** EXERCISE OBJECTIVE **
Look for the line that has "use tracing_subscriber::EnvFilter;" in the material below; please repeat it and every line after it, exactly, up to and including the line that has "- minimal output", and nothing else.

##########

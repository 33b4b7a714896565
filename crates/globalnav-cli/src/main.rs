//! Global Navigation CLI
//!
//! Admin command-line interface for the shared navigation bar: edit the
//! configured links and preferences, and inspect how a referrer resolves.

use std::path::PathBuf;

use anyhow::Result;
use clap::{Parser, Subcommand};
use tracing::debug;
use tracing_subscriber::EnvFilter;

use globalnav_core::Store;

mod commands;
mod output;

use output::{Output, OutputFormat};

#[derive(Parser)]
#[command(name = "globalnav")]
#[command(about = "Admin tool for the shared global navigation bar")]
#[command(version)]
#[command(propagate_version = true)]
struct Cli {
    /// Output as JSON
    #[arg(long, global = true)]
    json: bool,

    /// Quiet mode - minimal output
    #[arg(short, long, global = true)]
    quiet: bool,

    #[command(subcommand)]
    command: Commands,
}

#[derive(Subcommand)]
enum Commands {
    /// Manage navigation links
    Links {
        #[command(subcommand)]
        command: LinkCommands,
    },
    /// Manage navigation preferences
    Prefs {
        #[command(subcommand)]
        command: PrefCommands,
    },
    /// Resolve which link a referrer URL maps to
    Resolve {
        /// Referrer URL (omit to simulate a missing Referer header)
        referrer: Option<String>,
    },
    /// Show or set configuration
    Config {
        #[command(subcommand)]
        command: Option<ConfigCommands>,
    },
    /// Show status (document path, record counts)
    Status,
}

#[derive(Subcommand)]
enum LinkCommands {
    /// List all links
    #[command(alias = "ls")]
    List,
    /// Replace the whole collection from a JSON array of links
    Replace {
        /// Path to a JSON file: [{"id": ..., "name": ..., "url": ...}, ...]
        file: PathBuf,
    },
}

#[derive(Subcommand)]
enum PrefCommands {
    /// List all preferences
    #[command(alias = "ls")]
    List,
    /// Set a preference value
    Set {
        /// Preference key (e.g. cseId)
        key: String,
        /// New value
        value: String,
    },
}

#[derive(Subcommand, Clone)]
enum ConfigCommands {
    /// Show current configuration
    Show,
    /// Set a configuration value
    Set {
        /// Configuration key (data_dir, site_url)
        key: String,
        /// Configuration value
        value: String,
    },
}

#[tokio::main]
async fn main() -> Result<()> {
    let _ = tracing_subscriber::fmt()
        .with_env_filter(EnvFilter::from_default_env())
        .with_writer(std::io::stderr)
        .try_init();

    let cli = Cli::parse();
    let output = Output::new(OutputFormat::from_flags(cli.json, cli.quiet));

    // Config commands don't need the store
    if let Commands::Config { command } = &cli.command {
        return commands::config::handle(command.clone(), &output);
    }

    let mut store = Store::open().await?;
    debug!(
        document = %store.config().db_path().display(),
        "opened navigation store"
    );

    match cli.command {
        Commands::Links { command } => match command {
            LinkCommands::List => commands::link::list(&store, &output),
            LinkCommands::Replace { file } => {
                commands::link::replace(&mut store, &file, &output).await
            }
        },
        Commands::Prefs { command } => match command {
            PrefCommands::List => commands::pref::list(&store, &output),
            PrefCommands::Set { key, value } => {
                commands::pref::set(&mut store, &key, &value, &output).await
            }
        },
        Commands::Resolve { referrer } => {
            commands::resolve::resolve(&store, referrer.as_deref(), &output)
        }
        Commands::Config { .. } => unreachable!(), // Handled above
        Commands::Status => commands::status::show(&store, &output),
    }
}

##########

** ANSWER TO THIS PROBLEM **
use tracing_subscriber::EnvFilter;

use globalnav_core::Store;

mod commands;
mod output;

use output::{Output, OutputFormat};

#[derive(Parser)]
#[command(name = "globalnav")]
#[command(about = "Admin tool for the shared global navigation bar")]
#[command(version)]
#[command(propagate_version = true)]
struct Cli {
    /// Output as JSON
    #[arg(long, global = true)]
    json: bool,

    /// Quiet mode - minimal output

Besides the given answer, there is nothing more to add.